--- START ---
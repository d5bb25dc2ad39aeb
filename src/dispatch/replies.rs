//! User-facing text and reply cleanup.

use std::time::Duration;

use crate::ratelimit::LimitConfig;
use crate::session::SessionPolicy;

pub const THINKING: &str = "Deep thinking in progress..\n🤔 → 🧠 → 🚀";
pub const AUTO_RESET: &str =
    "⏳ Your conversation history was automatically reset due to inactivity.";
pub const RESET_DONE: &str = "✅ Your conversation history has been reset. Starting fresh!";
pub const RESET_NOTHING: &str = "ℹ️ No conversation history found to reset.";
pub const UNKNOWN_COMMAND: &str = "🤷 Unknown command. Try /help.";
pub const EMPTY_REPLY: &str = "🤐 The assistant returned an empty reply.";
pub const BACKEND_FAILED: &str = "🚨 Oops! Something went wrong.\n\n\
    Possible reasons:\n\
    1. Service temporarily unavailable\n\
    2. Network issue\n\
    3. API rate limit reached\n\n\
    Please try again in a minute.";

/// A recognised bot command.
#[derive(Debug, Clone, Copy, PartialEq, Eq)]
pub enum Command {
    Start,
    Help,
    Reset,
    Unknown,
}

/// Parse a leading `/command` (with an optional `@botname` suffix).
///
/// Returns `None` for ordinary text.
pub fn parse_command(text: &str) -> Option<Command> {
    let word = text.trim_start().strip_prefix('/')?.split_whitespace().next()?;
    let name = word.split('@').next().unwrap_or(word);

    Some(match name.to_ascii_lowercase().as_str() {
        "start" => Command::Start,
        "help" => Command::Help,
        "reset" => Command::Reset,
        _ => Command::Unknown,
    })
}

/// Welcome text describing the configured limits.
pub fn welcome(limits: LimitConfig, policy: SessionPolicy) -> String {
    format!(
        "👋 Hello! I'm your AI assistant.\n\n\
         📝 I remember context within our chat (last {} messages).\n\
         🚀 Responses are plain text only.\n\
         ⏱️ Rate limit: {} requests per {}\n\
         🧹 Use /reset anytime to clear chat history.\n\
         ⏳ Auto-reset happens if you're inactive for {}.",
        policy.max_turns,
        limits.limit,
        human_duration(limits.window),
        human_duration(policy.inactivity_timeout),
    )
}

/// Rate-limit notice.
pub fn rate_limited(retry_after: Duration) -> String {
    let secs = retry_after.as_secs().max(1);
    let unit = if secs == 1 { "second" } else { "seconds" };
    format!("⚠️ Rate limit exceeded. Please wait {} {}.", secs, unit)
}

fn human_duration(duration: Duration) -> String {
    let secs = duration.as_secs();
    match secs {
        60 => "minute".to_string(),
        s if s % 60 == 0 => format!("{} minutes", s / 60),
        s => format!("{} seconds", s),
    }
}

/// Strip formatting the backend adds despite the plain-text instruction.
///
/// `\boxed{...}` wrappers are replaced by their contents.
pub fn clean_reply(reply: &str) -> String {
    const BOXED: &str = "\\boxed{";

    let mut out = String::with_capacity(reply.len());
    let mut rest = reply;

    while let Some(start) = rest.find(BOXED) {
        out.push_str(&rest[..start]);
        let inner = &rest[start + BOXED.len()..];

        match matching_brace(inner) {
            Some(end) => {
                out.push_str(&inner[..end]);
                rest = &inner[end + 1..];
            }
            None => {
                // Unterminated wrapper: keep the text, drop the marker
                rest = inner;
            }
        }
    }
    out.push_str(rest);

    out.trim().to_string()
}

/// Byte offset of the `}` closing an already-opened brace.
fn matching_brace(text: &str) -> Option<usize> {
    let mut depth = 0usize;
    for (idx, ch) in text.char_indices() {
        match ch {
            '{' => depth += 1,
            '}' if depth == 0 => return Some(idx),
            '}' => depth -= 1,
            _ => {}
        }
    }
    None
}

#[cfg(test)]
mod tests {
    use super::*;

    #[test]
    fn test_parse_command() {
        assert_eq!(parse_command("/start"), Some(Command::Start));
        assert_eq!(parse_command("/reset@relay_bot"), Some(Command::Reset));
        assert_eq!(parse_command("  /HELP please"), Some(Command::Help));
        assert_eq!(parse_command("/weather"), Some(Command::Unknown));
        assert_eq!(parse_command("hello /start"), None);
        assert_eq!(parse_command("just text"), None);
    }

    #[test]
    fn test_clean_reply_unwraps_boxed() {
        assert_eq!(clean_reply("The answer is \\boxed{42}."), "The answer is 42.");
        assert_eq!(clean_reply("\\boxed{f(x) = {x}}"), "f(x) = {x}");
        assert_eq!(clean_reply("\\boxed{a} and \\boxed{b}"), "a and b");
    }

    #[test]
    fn test_clean_reply_keeps_plain_braces() {
        assert_eq!(clean_reply("use {braces} freely"), "use {braces} freely");
        assert_eq!(clean_reply("  padded  \n"), "padded");
    }

    #[test]
    fn test_clean_reply_unterminated_boxed() {
        assert_eq!(clean_reply("\\boxed{oops"), "oops");
    }

    #[test]
    fn test_welcome_mentions_limits() {
        let text = welcome(LimitConfig::default(), SessionPolicy::default());
        assert!(text.contains("3 requests per minute"));
        assert!(text.contains("30 minutes"));
        assert!(text.contains("/reset"));
    }

    #[test]
    fn test_rate_limited_rounds_up_to_a_second() {
        assert!(rate_limited(Duration::from_millis(200)).contains("wait 1 second."));
        assert!(rate_limited(Duration::from_secs(42)).contains("42 seconds"));
    }
}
--- END ---
= YOUR ASSIGNMENT =
Take the lines above from the one containing "for ordinary text." to the one containing "by their contents." and retype them exactly, both ends included, with nothing added.

= ANSWER TO THE EXERCISE =
/// Returns `None` for ordinary text.
pub fn parse_command(text: &str) -> Option<Command> {
    let word = text.trim_start().strip_prefix('/')?.split_whitespace().next()?;
    let name = word.split('@').next().unwrap_or(word);

    Some(match name.to_ascii_lowercase().as_str() {
        "start" => Command::Start,
        "help" => Command::Help,
        "reset" => Command::Reset,
        _ => Command::Unknown,
    })
}

/// Welcome text describing the configured limits.
pub fn welcome(limits: LimitConfig, policy: SessionPolicy) -> String {
    format!(
        "👋 Hello! I'm your AI assistant.\n\n\
         📝 I remember context within our chat (last {} messages).\n\
         🚀 Responses are plain text only.\n\
         ⏱️ Rate limit: {} requests per {}\n\
         🧹 Use /reset anytime to clear chat history.\n\
         ⏳ Auto-reset happens if you're inactive for {}.",
        policy.max_turns,
        limits.limit,
        human_duration(limits.window),
        human_duration(policy.inactivity_timeout),
    )
}

/// Rate-limit notice.
pub fn rate_limited(retry_after: Duration) -> String {
    let secs = retry_after.as_secs().max(1);
    let unit = if secs == 1 { "second" } else { "seconds" };
    format!("⚠️ Rate limit exceeded. Please wait {} {}.", secs, unit)
}

fn human_duration(duration: Duration) -> String {
    let secs = duration.as_secs();
    match secs {
        60 => "minute".to_string(),
        s if s % 60 == 0 => format!("{} minutes", s / 60),
        s => format!("{} seconds", s),
    }
}

/// Strip formatting the backend adds despite the plain-text instruction.
///
/// `\boxed{...}` wrappers are replaced by their contents.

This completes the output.